ECN's and Limits

Discussion in 'Trading' started by Newbie11, Sep 21, 2011.

  1. Newbie11

    Newbie11

    Hi, I am a new trader and in dire need of some help in choosing ECN's.

    As far as I know

    • BATS is for adding liquidity with limit orders and getting rebates
      ARCA has lower fees for higher volume
      EDGA is good for general limit fills

    I will give an example as to a trade I made today to show what my problem is.

    I sold PNRA short at 115.89 on ARCA which was a stop order. I figured when it hit this price it would go down. It did go down but my stop order was filled on 115.7 instead of 115.89.

    Then to get out I made a buy stop order at 115.6 to buy back. Would of been a $0.29 profit or $29 dollars at 100 shares but instead I lost $1 because my buy stop filled at 115.71 instead of 115.6.

    So now I know ARCA is horrible for filling stop orders near your requested price. Can you guys tell me which ECN to use for stop orders that will fill closer to your price during a very volatile market where the price is moving a lot, or even during a steady market because ARCA doesn't seem to fill well either way?

    Also a little side question if anyone can help me with this, I do not see the "LIMIT" price type on my sterling hot key setting. No matter what I try. I called sterling and they said that there is no limit type and all I have to do is set a day order. I could of sworn that I saw it on another traders screen. Can anyone confirm if this is true or if the customer support guy was lazy? Also would doing it this way without the actual limit question still give me the rebate?

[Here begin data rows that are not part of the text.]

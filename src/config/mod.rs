//! Configuration management module
//!
//! Responsible for loading and managing gateway configuration from environment variables and an optional JSON file

pub mod file;
pub mod settings;

pub use file::{FileConfig, RateLimitFileConfig};
pub use settings::{GatewaySettings, LoggingConfig, RateLimitSettings, Settings};
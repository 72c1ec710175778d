//! Data models module
//!
//! Defines caller-facing chat types, JSON schema descriptors and the upstream wire format

pub mod chat;
pub mod openai;
pub mod schema;

pub use chat::{ChatCompletionRequest, ChatCompletionResponse, ChatMessage, CompletionContent, ModelParams, Role};
pub use schema::{validate_schema, validate_schema_value, JsonSchema};
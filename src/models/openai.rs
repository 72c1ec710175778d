//! OpenAI-compatible wire models
//!
//! Defines the chat completion payload sent upstream and the response shapes consumed

use crate::models::chat::{ChatCompletionRequest, ModelParams};
use serde::{Deserialize, Serialize};

/// Name given to the structured output schema
pub const STRUCTURED_RESPONSE_NAME: &str = "structured_response";

/// Chat completion payload
#[derive(Debug, Clone, Serialize, Deserialize, PartialEq)]
pub struct OpenAIRequest {
    /// Model name
    pub model: String,
    /// Message list
    pub messages: Vec<OpenAIMessage>,
    #[serde(skip_serializing_if = "Option::is_none")]
    pub temperature: Option<f32>,
    #[serde(skip_serializing_if = "Option::is_none")]
    pub max_tokens: Option<u32>,
    #[serde(skip_serializing_if = "Option::is_none")]
    pub top_p: Option<f32>,
    #[serde(skip_serializing_if = "Option::is_none")]
    pub frequency_penalty: Option<f32>,
    #[serde(skip_serializing_if = "Option::is_none")]
    pub presence_penalty: Option<f32>,
    #[serde(skip_serializing_if = "Option::is_none")]
    pub seed: Option<i64>,
    #[serde(skip_serializing_if = "Option::is_none")]
    pub response_format: Option<OpenAIResponseFormat>,
}

/// Wire message
#[derive(Debug, Clone, Serialize, Deserialize, PartialEq)]
pub struct OpenAIMessage {
    pub role: String,
    pub content: String,
}

/// Structured output directive
#[derive(Debug, Clone, Serialize, Deserialize, PartialEq)]
pub struct OpenAIResponseFormat {
    #[serde(rename = "type")]
    pub format_type: String,
    pub json_schema: OpenAIJsonSchema,
}

#[derive(Debug, Clone, Serialize, Deserialize, PartialEq)]
pub struct OpenAIJsonSchema {
    pub name: String,
    pub strict: bool,
    pub schema: serde_json::Value,
}

impl OpenAIRequest {
    /// Map a caller request onto the wire shape
    pub fn from_chat_request(request: &ChatCompletionRequest, model: &str) -> Self {
        let params = request.model_params.clone().unwrap_or_default();
        let ModelParams {
            temperature,
            max_tokens,
            top_p,
            frequency_penalty,
            presence_penalty,
            seed,
        } = params;

        Self {
            model: model.to_string(),
            messages: request
                .messages
                .iter()
                .map(|m| OpenAIMessage {
                    role: m.role().as_str().to_string(),
                    content: m.content().to_string(),
                })
                .collect(),
            temperature,
            max_tokens,
            top_p,
            frequency_penalty,
            presence_penalty,
            seed,
            response_format: request.response_schema.as_ref().map(|schema| OpenAIResponseFormat {
                format_type: "json_schema".to_string(),
                json_schema: OpenAIJsonSchema {
                    name: STRUCTURED_RESPONSE_NAME.to_string(),
                    strict: true,
                    schema: schema.to_value(),
                },
            }),
        }
    }
}

/// Chat completion response
#[derive(Debug, Clone, Serialize, Deserialize)]
pub struct OpenAIResponse {
    #[serde(default)]
    pub id: Option<String>,
    #[serde(default)]
    pub model: Option<String>,
    #[serde(default)]
    pub choices: Vec<OpenAIChoice>,
    #[serde(default)]
    pub usage: Option<OpenAIUsage>,
}

impl OpenAIResponse {
    /// First non-empty completion text
    pub fn first_content(&self) -> Option<&str> {
        self.choices
            .iter()
            .filter_map(|c| c.message.as_ref()?.content.as_deref())
            .find(|content| !content.trim().is_empty())
    }
}

#[derive(Debug, Clone, Serialize, Deserialize)]
pub struct OpenAIChoice {
    #[serde(default)]
    pub index: u32,
    #[serde(default)]
    pub message: Option<OpenAIResponseMessage>,
    #[serde(default)]
    pub finish_reason: Option<String>,
}

#[derive(Debug, Clone, Serialize, Deserialize)]
pub struct OpenAIResponseMessage {
    #[serde(default)]
    pub role: Option<String>,
    #[serde(default)]
    pub content: Option<String>,
}

/// Token usage
#[derive(Debug, Clone, Serialize, Deserialize)]
pub struct OpenAIUsage {
    #[serde(default)]
    pub prompt_tokens: Option<u32>,
    #[serde(default)]
    pub completion_tokens: Option<u32>,
    #[serde(default)]
    pub total_tokens: Option<u32>,
}

/// Error response body
#[derive(Debug, Clone, Serialize, Deserialize)]
pub struct OpenAIErrorResponse {
    pub error: OpenAIError,
}

#[derive(Debug, Clone, Serialize, Deserialize)]
pub struct OpenAIError {
    pub message: String,
    #[serde(rename = "type", default)]
    pub error_type: Option<String>,
    #[serde(default)]
    pub code: Option<serde_json::Value>,
}

/// Extract the provider's error message from a body, falling back to the raw text
pub fn error_message(body: &str) -> String {
    match serde_json::from_str::<OpenAIErrorResponse>(body) {
        Ok(parsed) => parsed.error.message,
        Err(_) if body.trim().is_empty() => "empty response body".to_string(),
        Err(_) => body.to_string(),
    }
}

    If you guys can help me with any of these questions that would be great. Thanks in advance for helping a new trader out.
     
  2. Occam

    Occam

    There is no easy answer to this as the ECNs frequently change their pricing structures and order types, and these often have nonobvious consequences.

    That said, market stop orders (and possibly other types of stop orders) are probabilistic suicide in today's equity market structure. They're a type of "safety" that paradoxically leads to danger that's bottomless (albeit temprary) -- positive-feedback-loop crashes.